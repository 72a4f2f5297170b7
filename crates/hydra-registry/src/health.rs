//! Health Monitor (spec §4.2): a cooperative loop at interval `T_probe`
//! (default 120s) that probes every known node, maintains liveness, and
//! guarantees at-least-one availability when localhost is in the
//! configured set.

use std::sync::Arc;
use std::time::Duration;

use hydra_client::BackendClient;
use hydra_core::node::{DEFAULT_STALE_SECS, NodeId};
use tracing::{debug, info, warn};

use crate::registry::NodeRegistry;

#[derive(Debug, Clone, Copy)]
pub struct HealthMonitorConfig {
    pub probe_interval: Duration,
    pub stale_after_secs: i64,
}

impl Default for HealthMonitorConfig {
    fn default() -> Self {
        Self {
            probe_interval: Duration::from_secs(120),
            stale_after_secs: DEFAULT_STALE_SECS,
        }
    }
}

pub struct HealthMonitor {
    registry: Arc<NodeRegistry>,
    config: HealthMonitorConfig,
}

impl HealthMonitor {
    #[must_use]
    pub fn new(registry: Arc<NodeRegistry>, config: HealthMonitorConfig) -> Self {
        Self { registry, config }
    }

    /// Runs one probe pass over every known node (spec §4.2). Local nodes
    /// trust their last self-report and are not probed; every other node
    /// gets a cheap `health()` call.
    pub async fn probe_once(&self) {
        let nodes = self.registry.all_snapshots();
        for node in &nodes {
            if node.is_local() {
                self.registry.mutate(&node.id, |n| {
                    n.recompute_health(self.config.stale_after_secs);
                });
                continue;
            }
            let client = BackendClient::new(node.url());
            let healthy = client.health().await;
            let id = node.id.clone();
            self.registry.mutate(&id, |n| {
                if healthy {
                    n.failure_streak = 0;
                    n.healthy = true;
                    n.last_heartbeat = chrono::Utc::now();
                } else {
                    n.record_failure();
                }
                n.recompute_health(self.config.stale_after_secs);
            });
            if !healthy {
                warn!(node_id = %id, "health probe failed");
            }
        }

        if self.registry.all_snapshots().iter().all(|n| !n.healthy) {
            self.recovery_probe_localhost().await;
        }
    }

    /// Guarantees at-least-one availability: if localhost is among the
    /// configured nodes and responds, force it healthy even if its
    /// failure streak would otherwise say otherwise (spec §4.2).
    async fn recovery_probe_localhost(&self) {
        let nodes = self.registry.all_snapshots();
        let Some(local) = nodes.iter().find(|n| n.is_local()) else {
            return;
        };
        let client = BackendClient::new(local.url());
        if client.health().await {
            info!(node_id = %local.id, "recovery probe succeeded, forcing localhost healthy");
            let id = local.id.clone();
            self.registry.mutate(&id, |n| {
                n.failure_streak = 0;
                n.healthy = true;
                n.last_heartbeat = chrono::Utc::now();
            });
        }
    }

    /// Runs `probe_once` forever at `probe_interval`, until the returned
    /// handle's future is dropped/aborted.
    pub fn spawn(self: Arc<Self>) -> tokio::task::JoinHandle<()> {
        tokio::spawn(async move {
            let mut ticker = tokio::time::interval(self.config.probe_interval);
            loop {
                ticker.tick().await;
                debug!("running health probe pass");
                self.probe_once().await;
            }
        })
    }

    #[must_use]
    pub fn all_unhealthy(&self) -> bool {
        self.registry.all_snapshots().iter().all(|n| !n.healthy)
    }

    #[must_use]
    pub fn healthy_node_ids(&self) -> Vec<NodeId> {
        self.registry
            .all_snapshots()
            .into_iter()
            .filter(|n| n.healthy)
            .map(|n| n.id)
            .collect()
    }
}

#[cfg(test)]
mod tests {
    use super::*;
    use hydra_core::node::{Node, NodeKind};

    #[tokio::test]
    async fn local_node_is_not_probed_and_recomputed_from_state() {
        let registry = Arc::new(NodeRegistry::new());
        let mut node = Node::new("local", "localhost", 11434, NodeKind::Gpu);
        node.failure_streak = 5;
        registry.upsert(node);

        let monitor = HealthMonitor::new(registry.clone(), HealthMonitorConfig::default());
        monitor.probe_once().await;

        let snap = registry.snapshot(&NodeId::new("local")).unwrap();
        assert!(!snap.healthy);
    }

    #[tokio::test]
    async fn unreachable_remote_node_accumulates_failures() {
        let registry = Arc::new(NodeRegistry::new());
        registry.upsert(Node::new("remote", "127.0.0.1", 1, NodeKind::Gpu));

        let monitor = HealthMonitor::new(
            registry.clone(),
            HealthMonitorConfig {
                probe_interval: Duration::from_secs(1),
                stale_after_secs: DEFAULT_STALE_SECS,
            },
        );
        monitor.probe_once().await;

        let snap = registry.snapshot(&NodeId::new("remote")).unwrap();
        assert_eq!(snap.failure_streak, 1);
    }
}
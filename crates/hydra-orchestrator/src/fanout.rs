//! Parallel fan-out over candidate models, and dependency-respecting
//! layered execution of a task's subtasks (spec §4.7 step 3, §8 "Fan-out
//! completeness"). Grounded on the map step of
//! `dashflow-chains::combine_documents::map_reduce`, which runs one call
//! per input document via `futures::future::join_all` and tolerates
//! individual failures.

use futures::future::join_all;
use hydra_core::config::HydraConfig;
use hydra_core::task::{Category, SubTask, SubTaskId, SubTaskResult, Task};
use hydra_pool::Pool;
use tracing::error;

const MAX_CANDIDATE_MODELS: usize = 5;

/// Candidate models for a subtask's category, per spec §4.7 step 3.
#[must_use]
pub fn candidate_models(config: &HydraConfig, category: Category) -> Vec<String> {
    let pool = match category {
        Category::Code => &config.code_models,
        Category::Reasoning => &config.reasoning_models,
        Category::Math => &config.math_models,
        Category::General => &config.general_models,
    };
    pool.iter().take(MAX_CANDIDATE_MODELS).cloned().collect()
}

/// Runs `subtask.prompt` against every model in `models` concurrently.
/// A model that errors is logged and dropped, not propagated; the
/// subtask as a whole only fails if every model fails.
pub async fn fan_out(pool: &Pool, subtask: &SubTask, models: &[String]) -> Vec<SubTaskResult> {
    let calls = models.iter().map(|model| async move {
        let req = hydra_core::request::Request::new(subtask.prompt.clone()).with_model(model.clone());
        match pool.generate(&req).await {
            Ok(response) => Some(SubTaskResult {
                subtask_id: subtask.id.clone(),
                model: model.clone(),
                text: response.text,
                confidence: 1.0,
            }),
            Err(err) => {
                error!(%model, subtask_id = %subtask.id.0, error = %err, "model failed on subtask");
                None
            }
        }
    });
    join_all(calls).await.into_iter().flatten().collect()
}

/// Executes every subtask in `task` in dependency order, fanning each
/// ready layer out in parallel. Returns the accumulated results; a
/// subtask with zero successful responses contributes nothing (spec §8
/// "Fan-out completeness" — synthesis later filters these out).
pub async fn execute_layered(pool: &Pool, config: &HydraConfig, task: &Task) -> Vec<SubTaskResult> {
    let mut completed: Vec<SubTaskId> = Vec::new();
    let mut results = Vec::new();

    loop {
        let ready: Vec<SubTask> = task
            .dispatchable_subtasks(&completed)
            .into_iter()
            .filter(|st| !completed.contains(&st.id))
            .cloned()
            .collect();
        if ready.is_empty() {
            break;
        }

        let layer = join_all(ready.iter().map(|subtask| async move {
            let models = candidate_models(config, subtask.category);
            (subtask.id.clone(), fan_out(pool, subtask, &models).await)
        }))
        .await;

        for (id, subtask_results) in layer {
            completed.push(id);
            results.extend(subtask_results);
        }
    }

    results
}

#[cfg(test)]
mod tests {
    use super::*;

    #[test]
    fn candidate_models_caps_at_five() {
        let mut config = HydraConfig::default();
        config.code_models = (0..10).map(|i| format!("model-{i}")).collect();
        let models = candidate_models(&config, Category::Code);
        assert_eq!(models.len(), MAX_CANDIDATE_MODELS);
    }

    #[test]
    fn candidate_models_selects_pool_by_category() {
        let mut config = HydraConfig::default();
        config.math_models = vec!["mathbot".to_string()];
        let models = candidate_models(&config, Category::Math);
        assert_eq!(models, vec!["mathbot".to_string()]);
    }
}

○ ○ ○

> _Exercise goal_
One line contains "results.extend(subtask_results);". Return that line and every later line through the end of the listing above, exactly, and nothing else.

> _Solution_
            results.extend(subtask_results);
        }
    }

    results
}

#[cfg(test)]
mod tests {
    use super::*;

    #[test]
    fn candidate_models_caps_at_five() {
        let mut config = HydraConfig::default();
        config.code_models = (0..10).map(|i| format!("model-{i}")).collect();
        let models = candidate_models(&config, Category::Code);
        assert_eq!(models.len(), MAX_CANDIDATE_MODELS);
    }

    #[test]
    fn candidate_models_selects_pool_by_category() {
        let mut config = HydraConfig::default();
        config.math_models = vec!["mathbot".to_string()];
        let models = candidate_models(&config, Category::Math);
        assert_eq!(models, vec!["mathbot".to_string()]);
    }
}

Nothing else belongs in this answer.